Chapter XXIV: Et Tu, Brutus

I have seen many changes in this world of ours since that evening in the early `30s when 15 of us crammed into that small room in the run-down tenement house on the West Side of New York City. I took an oath, along with nine others, to serve and defend with all my heart and energy the best interest of the working class. I pledged to work and struggle among my fellow workers to ease their burden of servitude and economic slavery and to convince them to bring about a new world order through a system that would bestow on them their dignity and ownership of the means of production. I pledged to work to bring about a better, more worthwhile life for all of us.

I look back at that dingy room in the basement where we sat crowded together listening to the unit organizer tell 15 "old-timers" that this was "a great month for recruiting. At our branch of maritime workers we will initiate ten new recruits tonight. The Party across America is reporting an increase in people joining like never before."

While he talked, I scanned the room. It was truly a working-class shack. It had an ample supply of folding chairs and a three-drawer dresser. A few pictures adorned the walls. Two were pictures of a young girl, apparently a relative. Two were of the chairman and some friends. A makeshift desk consisting of two packing crates with a smooth piece of lumber spanning them gave the room some semblance of authority and order. Behind this desk sat the chairman. On the dresser rested some literature which would be offered for sale at the end of the meeting.

As the chairman, Clay, administered the pledge, he called on all the people in the room to stand. As he read the words from a card, we all repeated them, exhilarated like never before by the importance of what was happening here and now. When it was over and before we took our seats, Clay spent a moment congratulating us on our induction. He told us that we were now members of a worldwide movement of workers, farmers, intellectuals and middle class who were dedicated and organized to bring about a new order of change in the world, and that no matter where we traveled, we would surely be meeting our brothers and sisters all united in the same efforts. I felt privileged that I was to be part of this great cause and was ready to go out into the world and help bring about those great and noble changes.

Changes have been swift since then and some most devastating. But one could spend hours or days in discussion, or write pages and pages of analysis of past mistakes or shortcomings of the Party, but then what? What one must think about is, where do we go from here? Do we join the cabal of "I told you so" crowd in proclaiming that only capitalism can offer hope, peace and charity to the mass of people? Do we believe that socialism is but a myth, an unobtainable, impractical dream that shall always remain a dream? If we follow that illogical thinking, then surely peace, brotherhood and everlasting security will never be achieved because it tells us to do nothing: capitalism, in its "benevolent" nature, will solve all our problems.

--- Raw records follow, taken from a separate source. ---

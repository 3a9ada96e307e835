//! HTTP 服务层：从请求中取出身份和存储，调用引擎，并把结果翻译为 API 响应

pub mod attempts;
pub mod grading;
pub mod quizzes;

pub use attempts::AttemptService;
pub use grading::GradingService;
pub use quizzes::QuizService;

use actix_web::{HttpRequest, HttpResponse, error::ErrorInternalServerError};
use std::sync::Arc;
use tracing::{error, info};

use crate::engine::QuizEngine;
use crate::errors::{ErrorCategory, QuizSystemError};
use crate::middlewares::RequireJWT;
use crate::models::users::entities::CurrentUser;
use crate::models::{ApiResponse, ErrorCode};
use crate::storage::Storage;

/// 从请求中获取存储实例并创建引擎
pub(crate) fn engine_from_request(
    storage: Option<&Arc<dyn Storage>>,
    request: &HttpRequest,
) -> actix_web::Result<QuizEngine> {
    if let Some(storage) = storage {
        return Ok(QuizEngine::new(storage.clone()));
    }

    request
        .app_data::<actix_web::web::Data<Arc<dyn Storage>>>()
        .map(|data| QuizEngine::new(data.get_ref().clone()))
        .ok_or_else(|| {
            error!("Storage not found in app data");
            ErrorInternalServerError("Storage not found in app data")
        })
}

/// 获取当前用户，未认证时返回 401 响应
pub(crate) fn current_user(request: &HttpRequest) -> Result<CurrentUser, HttpResponse> {
    RequireJWT::extract_current_user(request).ok_or_else(|| {
        HttpResponse::Unauthorized().json(ApiResponse::error_empty(
            ErrorCode::Unauthorized,
            "Unauthorized: missing user id",
        ))
    })
}

/// 引擎错误对应的业务错误码
pub(crate) fn error_code(err: &QuizSystemError) -> ErrorCode {
    match err {
        QuizSystemError::QuizNotFound(_) => ErrorCode::QuizNotFound,
        QuizSystemError::QuestionNotFound(_) => ErrorCode::QuestionNotFound,
        QuizSystemError::OptionNotFound(_) => ErrorCode::OptionNotFound,
        QuizSystemError::AttemptNotFound(_) => ErrorCode::AttemptNotFound,
        QuizSystemError::AnswerNotFound(_) => ErrorCode::AnswerNotFound,
        QuizSystemError::QuizNotPublished(_) => ErrorCode::QuizNotPublished,
        QuizSystemError::MaxAttemptsReached(_) => ErrorCode::MaxAttemptsReached,
        QuizSystemError::TimeLimitExceeded(_) => ErrorCode::TimeLimitExceeded,
        QuizSystemError::AttemptAlreadyComplete(_) => ErrorCode::AttemptAlreadyComplete,
        QuizSystemError::InvalidPointsAwarded(_) => ErrorCode::InvalidPointsAwarded,
        QuizSystemError::CannotGradeAutoGraded(_) => ErrorCode::CannotGradeAutoGraded,
        QuizSystemError::UnauthorizedAccess(_) => ErrorCode::AttemptPermissionDenied,
        QuizSystemError::Authentication(_) => ErrorCode::Unauthorized,
        QuizSystemError::Validation(_) => ErrorCode::BadRequest,
        QuizSystemError::DatabaseConfig(_)
        | QuizSystemError::DatabaseConnection(_)
        | QuizSystemError::DatabaseOperation(_)
        | QuizSystemError::Serialization(_) => ErrorCode::InternalServerError,
    }
}

/// 把引擎错误翻译为 HTTP 响应
pub(crate) fn error_response(err: QuizSystemError) -> HttpResponse {
    let code = error_code(&err);
    let mut builder = match err.category() {
        ErrorCategory::NotFound => HttpResponse::NotFound(),
        ErrorCategory::Validation => HttpResponse::BadRequest(),
        ErrorCategory::Authorization => HttpResponse::Forbidden(),
        ErrorCategory::Policy => match &err {
            QuizSystemError::InvalidPointsAwarded(_) | QuizSystemError::CannotGradeAutoGraded(_) => {
                HttpResponse::BadRequest()
            }
            _ => HttpResponse::Conflict(),
        },
        ErrorCategory::Persistence => {
            error!("{}", err.format_simple());
            return HttpResponse::InternalServerError().json(ApiResponse::error_empty(
                code,
                "服务器内部错误",
            ));
        }
    };

    info!("Request rejected: {}", err.format_simple());
    builder.json(ApiResponse::error_empty(code, err.message()))
}

#[cfg(test)]
mod tests {
    use super::*;
    use actix_web::http::StatusCode;

    #[test]
    fn test_error_status_mapping() {
        let cases = [
            (QuizSystemError::quiz_not_found("x"), StatusCode::NOT_FOUND),
            (QuizSystemError::answer_not_found("x"), StatusCode::NOT_FOUND),
            (QuizSystemError::time_limit_exceeded("x"), StatusCode::CONFLICT),
            (QuizSystemError::attempt_already_complete("x"), StatusCode::CONFLICT),
            (QuizSystemError::max_attempts_reached("x"), StatusCode::CONFLICT),
            (QuizSystemError::quiz_not_published("x"), StatusCode::CONFLICT),
            (QuizSystemError::invalid_points_awarded("x"), StatusCode::BAD_REQUEST),
            (QuizSystemError::cannot_grade_auto_graded("x"), StatusCode::BAD_REQUEST),
            (QuizSystemError::validation("x"), StatusCode::BAD_REQUEST),
            (QuizSystemError::unauthorized_access("x"), StatusCode::FORBIDDEN),
            (
                QuizSystemError::database_operation("x"),
                StatusCode::INTERNAL_SERVER_ERROR,
            ),
        ];

        for (err, status) in cases {
            let name = err.error_type();
            assert_eq!(error_response(err).status(), status, "{name}");
        }
    }

    #[test]
    fn test_error_codes_match_variants() {
        assert_eq!(
            error_code(&QuizSystemError::max_attempts_reached("x")),
            ErrorCode::MaxAttemptsReached
        );
        assert_eq!(
            error_code(&QuizSystemError::serialization("x")),
            ErrorCode::InternalServerError
        );
    }
}
pub mod create;
pub mod get;
pub mod questions;
pub mod update;

use actix_web::{HttpRequest, HttpResponse, Result as ActixResult};
use std::sync::Arc;

use crate::engine::QuizEngine;
use crate::models::questions::requests::{CreateQuestionRequest, QuestionOrder};
use crate::models::quizzes::requests::{CreateQuizRequest, UpdateQuizRequest};
use crate::storage::Storage;

pub struct QuizService {
    storage: Option<Arc<dyn Storage>>,
}

impl QuizService {
    pub fn new_lazy() -> Self {
        Self { storage: None }
    }

    pub(crate) fn get_engine(&self, request: &HttpRequest) -> ActixResult<QuizEngine> {
        super::engine_from_request(self.storage.as_ref(), request)
    }

    // 教师创建测验
    pub async fn create_quiz(
        &self,
        request: &HttpRequest,
        quiz_data: CreateQuizRequest,
    ) -> ActixResult<HttpResponse> {
        create::create_quiz(self, request, quiz_data).await
    }

    // 教师查看测验详情（含正确答案）
    pub async fn get_quiz_detail(
        &self,
        request: &HttpRequest,
        quiz_id: i64,
    ) -> ActixResult<HttpResponse> {
        get::get_quiz_detail(self, request, quiz_id).await
    }

    // 学生获取作答视图
    pub async fn get_quiz_for_taking(
        &self,
        request: &HttpRequest,
        quiz_id: i64,
    ) -> ActixResult<HttpResponse> {
        get::get_quiz_for_taking(self, request, quiz_id).await
    }

    pub async fn update_quiz(
        &self,
        request: &HttpRequest,
        quiz_id: i64,
        update_data: UpdateQuizRequest,
    ) -> ActixResult<HttpResponse> {
        update::update_quiz(self, request, quiz_id, update_data).await
    }

    pub async fn create_question(
        &self,
        request: &HttpRequest,
        quiz_id: i64,
        question_data: CreateQuestionRequest,
    ) -> ActixResult<HttpResponse> {
        questions::create_question(self, request, quiz_id, question_data).await
    }

    pub async fn delete_question(
        &self,
        request: &HttpRequest,
        quiz_id: i64,
        question_id: i64,
    ) -> ActixResult<HttpResponse> {
        questions::delete_question(self, request, quiz_id, question_id).await
    }

    pub async fn reorder_questions(
        &self,
        request: &HttpRequest,
        quiz_id: i64,
        orders: Vec<QuestionOrder>,
    ) -> ActixResult<HttpResponse> {
        questions::reorder_questions(self, request, quiz_id, orders).await
    }
}
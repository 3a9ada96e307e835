//! 测验作答与批改引擎
//!
//! 负责作答次数与时限策略、客观题自动判分、主观题延后批改，以及批改后的成绩重算。
//! 引擎不做身份校验，调用方（HTTP 服务层）在进入引擎前完成认证和角色检查。

pub mod authoring;
pub mod grading;
pub mod lifecycle;
pub mod reporting;
pub mod scoring;

#[cfg(test)]
mod tests;

use std::collections::HashMap;
use std::sync::Arc;

use crate::errors::{QuizSystemError, Result};
use crate::models::{
    attempts::{
        entities::{QuizAnswer, QuizAttempt},
        requests::AnswerSubmission,
        responses::{AttemptDetailResponse, AttemptWithAnswers},
    },
    grading::responses::QuizStatistics,
    questions::{
        entities::QuestionWithOptions,
        requests::{CreateQuestionRequest, QuestionOrder},
    },
    quizzes::{
        entities::Quiz,
        requests::{CreateQuizRequest, UpdateQuizRequest},
        responses::{QuizDetailResponse, QuizForTakingResponse},
    },
    users::entities::CurrentUser,
};
use crate::storage::Storage;

#[derive(Clone)]
pub struct QuizEngine {
    storage: Arc<dyn Storage>,
}

impl QuizEngine {
    pub fn new(storage: Arc<dyn Storage>) -> Self {
        Self { storage }
    }

    pub(crate) fn storage(&self) -> &Arc<dyn Storage> {
        &self.storage
    }

    // 作答流程
    pub async fn start_attempt(&self, quiz_id: i64, user_id: i64) -> Result<QuizAttempt> {
        lifecycle::start_attempt(self, quiz_id, user_id).await
    }

    pub async fn submit_attempt(
        &self,
        attempt_id: i64,
        user_id: i64,
        answers: Vec<AnswerSubmission>,
    ) -> Result<AttemptWithAnswers> {
        lifecycle::submit_attempt(self, attempt_id, user_id, answers).await
    }

    // 批改
    pub async fn grade_essay_answer(
        &self,
        answer_id: i64,
        instructor_id: i64,
        points_awarded: i32,
        feedback: Option<String>,
    ) -> Result<QuizAnswer> {
        grading::grade_essay_answer(self, answer_id, instructor_id, points_awarded, feedback).await
    }

    // 查询与统计
    pub async fn get_pending_grading(&self, quiz_id: i64) -> Result<Vec<QuizAnswer>> {
        reporting::get_pending_grading(self, quiz_id).await
    }

    pub async fn get_quiz_statistics(&self, quiz_id: i64) -> Result<QuizStatistics> {
        reporting::get_quiz_statistics(self, quiz_id).await
    }

    pub async fn get_attempt(
        &self,
        attempt_id: i64,
        viewer: &CurrentUser,
    ) -> Result<AttemptDetailResponse> {
        reporting::get_attempt(self, attempt_id, viewer).await
    }

    pub async fn list_user_attempts(&self, quiz_id: i64, user_id: i64) -> Result<Vec<QuizAttempt>> {
        reporting::list_user_attempts(self, quiz_id, user_id).await
    }

    // 出题
    pub async fn create_quiz(&self, created_by: i64, req: CreateQuizRequest) -> Result<Quiz> {
        authoring::create_quiz(self, created_by, req).await
    }

    pub async fn update_quiz(&self, quiz_id: i64, req: UpdateQuizRequest) -> Result<Quiz> {
        authoring::update_quiz(self, quiz_id, req).await
    }

    pub async fn get_quiz_detail(&self, quiz_id: i64) -> Result<QuizDetailResponse> {
        authoring::get_quiz_detail(self, quiz_id).await
    }

    pub async fn get_quiz_for_taking(&self, quiz_id: i64) -> Result<QuizForTakingResponse> {
        authoring::get_quiz_for_taking(self, quiz_id).await
    }

    pub async fn create_question(
        &self,
        quiz_id: i64,
        req: CreateQuestionRequest,
    ) -> Result<QuestionWithOptions> {
        authoring::create_question(self, quiz_id, req).await
    }

    pub async fn delete_question(&self, quiz_id: i64, question_id: i64) -> Result<()> {
        authoring::delete_question(self, quiz_id, question_id).await
    }

    pub async fn reorder_questions(&self, quiz_id: i64, orders: Vec<QuestionOrder>) -> Result<()> {
        authoring::reorder_questions(self, quiz_id, orders).await
    }

    /// 获取测验，不存在时返回 QuizNotFound
    pub(crate) async fn require_quiz(&self, quiz_id: i64) -> Result<Quiz> {
        self.storage
            .get_quiz_by_id(quiz_id)
            .await?
            .ok_or_else(|| QuizSystemError::quiz_not_found(format!("测验 {quiz_id} 不存在")))
    }

    /// 获取作答记录，不存在时返回 AttemptNotFound
    pub(crate) async fn require_attempt(&self, attempt_id: i64) -> Result<QuizAttempt> {
        self.storage
            .get_attempt_by_id(attempt_id)
            .await?
            .ok_or_else(|| {
                QuizSystemError::attempt_not_found(format!("作答记录 {attempt_id} 不存在"))
            })
    }

    /// 按顺序加载测验的全部题目及选项
    pub(crate) async fn load_questions(&self, quiz_id: i64) -> Result<Vec<QuestionWithOptions>> {
        let questions = self.storage.list_questions_by_quiz(quiz_id).await?;
        let question_ids: Vec<i64> = questions.iter().map(|q| q.id).collect();
        let options = self
            .storage
            .list_options_by_question_ids(&question_ids)
            .await?;

        let mut grouped: HashMap<i64, Vec<_>> = HashMap::new();
        for option in options {
            grouped.entry(option.question_id).or_default().push(option);
        }

        Ok(questions
            .into_iter()
            .map(|question| {
                let options = grouped.remove(&question.id).unwrap_or_default();
                QuestionWithOptions { question, options }
            })
            .collect())
    }
}
use actix_web::{HttpRequest, HttpResponse, Result as ActixResult};

use super::GradingService;
use crate::models::ApiResponse;
use crate::models::grading::responses::PendingGradingResponse;
use crate::services::error_response;

pub async fn list_pending(
    service: &GradingService,
    request: &HttpRequest,
    quiz_id: i64,
) -> ActixResult<HttpResponse> {
    let engine = service.get_engine(request)?;

    match engine.get_pending_grading(quiz_id).await {
        Ok(items) => Ok(HttpResponse::Ok().json(ApiResponse::success(
            PendingGradingResponse { quiz_id, items },
            "查询成功",
        ))),
        Err(e) => Ok(error_response(e)),
    }
}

We cannot say that socialism did not work in the Soviet Union. The fact is, they did not have socialism in the Soviet Union, nor did they practice it. The true meaning of socialism for me is a harmonious, classless society with a social organization based on a collective or governmental ownership of the means of production, with a democratic distribution of all goods derived from such collectivization. While the aim of the Russian Revolution and the Soviet government may have been pursuing those noble goals, somewhere along the rocky road bureaucracy got the better of them and the only thing the masses got was lip service and more dogma.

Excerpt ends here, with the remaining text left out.